Welcome to the new digital age where we can expand the conversation beyond the artist statement on the wall in the gallery! I took part in my first twitter based interview today, I prepared my answers but totally forgot the character count. So, if you found it hard to follow my Twitter feed and responses to The Bowes Centre I have provided my notes, (which even include the unedited format for those true fans it’s the directors cut).
The directors cut
Thank you for joining us today Jo @maverickart for your #twinterview with @talkinculture Q1 What came first when you were researching for your #untitled10 commission; the botany cabinet @thebowesmuseum or the tortured life of botanist Mary Eleanor Bowes, how did you decide?
I was first drawn to the function of the botany cabinet.

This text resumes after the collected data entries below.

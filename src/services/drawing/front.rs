//! Front elevation.

use crate::models::design::tier_extent;
use crate::models::{
    CabinetOutline, CabinetUnit, DimensionLine, FrontKind, FrontPanel, FrontView, HardwareKind,
    HardwareMark, Point, Rect, StructuredDesignData, Tier,
};
use crate::services::bom::cabinet_ref;
use crate::services::dimensions::ResolvedDimensions;
use crate::services::fronts::{front_slots, HingeSide};

/// Hinge cups sit this far inside the cabinet's top and bottom edges.
const HINGE_INSET_MM: f64 = 100.0;

/// Offset of per-cabinet width dimensions from the tier edge.
const CABINET_DIM_OFFSET_MM: f64 = 100.0;

/// Offset of the total width dimension below the floor line.
const TOTAL_DIM_OFFSET_MM: f64 = 200.0;

/// Builds the front elevation of the whole run.
pub fn build_front_view(design: &StructuredDesignData, dims: &ResolvedDimensions) -> FrontView {
    let mut view = FrontView::default();
    let lower = design.lower_sorted();
    let upper = design.upper_sorted();
    if lower.is_empty() && upper.is_empty() {
        return view;
    }

    let row_width = design.row_width();
    let lower_top = dims.lower_tier_height();
    let upper_base = dims.upper_base_y();
    let upper_top = upper_base + dims.upper_height;

    for (index, unit) in lower.iter().enumerate() {
        let rect = Rect::new(
            unit.position_mm,
            dims.leg_height,
            unit.width_mm,
            dims.lower_body_height,
        );
        add_cabinet(&mut view, unit, cabinet_ref(Tier::Lower, index), Tier::Lower, rect, dims);
        view.dimensions.push(DimensionLine::horizontal(
            rect.x,
            rect.right(),
            -CABINET_DIM_OFFSET_MM,
            None,
        ));
    }

    for (index, unit) in upper.iter().enumerate() {
        let rect = Rect::new(unit.position_mm, upper_base, unit.width_mm, dims.upper_height);
        add_cabinet(&mut view, unit, cabinet_ref(Tier::Upper, index), Tier::Upper, rect, dims);
        view.dimensions.push(DimensionLine::horizontal(
            rect.x,
            rect.right(),
            upper_top + dims.molding_height + CABINET_DIM_OFFSET_MM,
            None,
        ));
    }

    let mut height = 0.0_f64;

    if !lower.is_empty() {
        view.countertop = Some(Rect::new(0.0, lower_top, row_width, dims.countertop_thickness));
        if dims.leg_height > 0.0 {
            view.baseboard = Some(Rect::new(
                0.0,
                0.0,
                tier_extent(&design.cabinets.lower),
                dims.leg_height,
            ));
        }
        view.dimensions.push(DimensionLine::vertical(
            0.0,
            lower_top,
            -CABINET_DIM_OFFSET_MM,
            Some("Lower"),
        ));
        height = lower_top + dims.countertop_thickness;
    }

    if !upper.is_empty() {
        if dims.molding_height > 0.0 {
            view.molding = Some(Rect::new(
                0.0,
                upper_top,
                tier_extent(&design.cabinets.upper),
                dims.molding_height,
            ));
        }
        view.dimensions.push(DimensionLine::vertical(
            upper_base,
            upper_top,
            -CABINET_DIM_OFFSET_MM,
            Some("Upper"),
        ));
        height = upper_top + dims.molding_height;
    }

    if row_width > 0.0 {
        view.dimensions.push(DimensionLine::horizontal(
            0.0,
            row_width,
            -TOTAL_DIM_OFFSET_MM,
            Some("Total"),
        ));
    }

    view.width = row_width;
    view.height = height;
    view
}

fn add_cabinet(
    view: &mut FrontView,
    unit: &CabinetUnit,
    reference: String,
    tier: Tier,
    rect: Rect,
    dims: &ResolvedDimensions,
) {
    for slot in front_slots(unit, rect.height, dims.door_gap) {
        let front = Rect::new(
            rect.x + slot.x_offset,
            rect.y + slot.y_offset,
            slot.width,
            slot.height,
        );
        let center = front.center();

        match slot.kind {
            FrontKind::Door => {
                let hinge_x = match slot.hinge_side {
                    Some(HingeSide::Right) => front.right(),
                    Some(HingeSide::Left) | None => front.x,
                };
                for y in [rect.y + HINGE_INSET_MM, rect.top() - HINGE_INSET_MM] {
                    view.hardware.push(mark(HardwareKind::Hinge, hinge_x, y, &reference));
                }
                view.hardware
                    .push(mark(HardwareKind::Handle, center.x, center.y, &reference));
            }
            FrontKind::Drawer => {
                view.hardware
                    .push(mark(HardwareKind::Handle, center.x, center.y, &reference));
                view.hardware
                    .push(mark(HardwareKind::Rail, front.x, center.y, &reference));
                view.hardware
                    .push(mark(HardwareKind::Rail, front.right(), center.y, &reference));
            }
        }

        view.fronts.push(FrontPanel {
            cabinet_ref: reference.clone(),
            kind: slot.kind,
            rect: front,
        });
    }

    view.cabinets.push(CabinetOutline {
        cabinet_ref: reference,
        tier,
        rect,
    });
}

fn mark(kind: HardwareKind, x: f64, y: f64, reference: &str) -> HardwareMark {
    HardwareMark {
        kind,
        position: Point::new(x, y),
        cabinet_ref: reference.to_string(),
    }
}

I am interested in how plants can enrich our lives, but researching the cabinet introduced me to Mary Eleanor Bowes and her story was so powerful. This seemed a perfect fusion for me because I also take inspiration from the hidden female stories from our history. I could look at how plants influenced Mary Eleanor’s growth and how they were woven into her life. When she eventually escaped her abusive second husband she returned to her first love of gardening at her new home.
Jo @maverickart Q2 How did you want to handle a story of brutality and botany in terms of the visitor experience @thebowesmuseum? #untitled10 #twinterview @talkinculture
I wanted to make the invisible a visible force in the collection. For many years the function of the botany cabinet has been left to the realms of history in the name of preservation. This is great but it can also place a boundary between the audience and the experience of the object. Behind ropes the cabinet is a tall and imposing but beautiful piece of theatrical furniture. I wanted to put the plants back in to the room and to have them growing out of the cabinet. Bold, bright and blue. Like in Mary Eleanor’s own story I hid the darkness inside the beauty.

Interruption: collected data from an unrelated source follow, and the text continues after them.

//! Export functionality for BOMs and drawings.
//!
//! This module turns generator output into documents a workshop can use:
//! SVG views of a drawing and a markdown parts list.

pub mod bom_table;
pub mod svg;

pub use bom_table::generate_bom_table;
pub use svg::{escape_xml, render_drawing, RenderOptions, RenderedViews};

I used the Confessions of the Countess of Strathmore, a book that Mary Eleanor was forced to write by her abusive husband, and pulled the pages out in a cathartic fashion. I printed flowers from Mary Eleanor’s garden at Gibside directly onto the pages and put them into the installation. This has the effect of a great visual in the space, but also invites the audience to do what I did and to look closer. Abuse is something that we often don’t see on the surface of things, and it can only be seen on further inspection.
Jo @maverickart Q3 How would you like to see museums like @thebowesmuseum handle difficult stories and histories they are in possession of, be it domestic violence, slavery or colonialism for example? #twinterview #untitled10 @talkinculture
I think that we have to acknowledge as a society the truth about the things that we treasure. If we deny the facts and stories that created the object then we run the risk of creating a cognitive discord. I remember being told many years ago that history is written by the victors; and that really stuck with me. It drives me to look for the bias in the way the stories are told to us. I think that more exploration of the collections in this context will help us all to see both sides of the story, which can only further our understanding. It also brings the objects back into focus in contemporary conversations that we have today about ongoing social issues.
Jo @maverickart Q4 How could museums like @thebowesmuseum unearth if possible or acknowledge untold stories of the oppressed like Mary Eleanor Bowes as part of their education outreach? #untitled10 #twinterview @talkinculture
We shouldn’t shy away from having hard conversations. Education shouldn’t be just about sanitised synopsis. In the case of Mary Eleanor Bowes, her story is a great starting point for conversations about the history of women’s rights. Whilst not directly linked with the suffrage movement Mary Eleanor’s story is part of that wider history. When the kids ask why aren’t there any female scientists? You can tell them that there were plenty, but because of the time in which they lived, their stories weren’t very well recorded. It’s up to us to be inquisitive, and to encourage each other to fill in the gaps.
It would also be a good idea to continue working with artists. Physically creating an artistic response helps to trigger a multitude of areas in the brain, and ensures a much greater depth of learning through critical thinking and self reflection.
Jo @maverickart Q5 You have foregrounded an important story in women’s history; Mary Eleanor Bowes, a domestic abuse survivor and one of the most important botanists of her time. How would you like to see her work developed @thebowesmuseum? #untitled10 #twinterview @talkinculture
I think that workshops for visitors to the museum to make paper flowers for the botany cabinet would be a great way of celebrating Mary Eleanor’s legacy, in both science and strength of character. They can create their own version of the installation by making a paper flower. The flower might have the story of an inspirational woman from history, in science, art, or a personal hero. Whatever happens we can’t put the worms back in the can now.
#untitled10 works are still on show at the Bowes Museum until February 28th 2020. Tickets for entry are from £14 or less.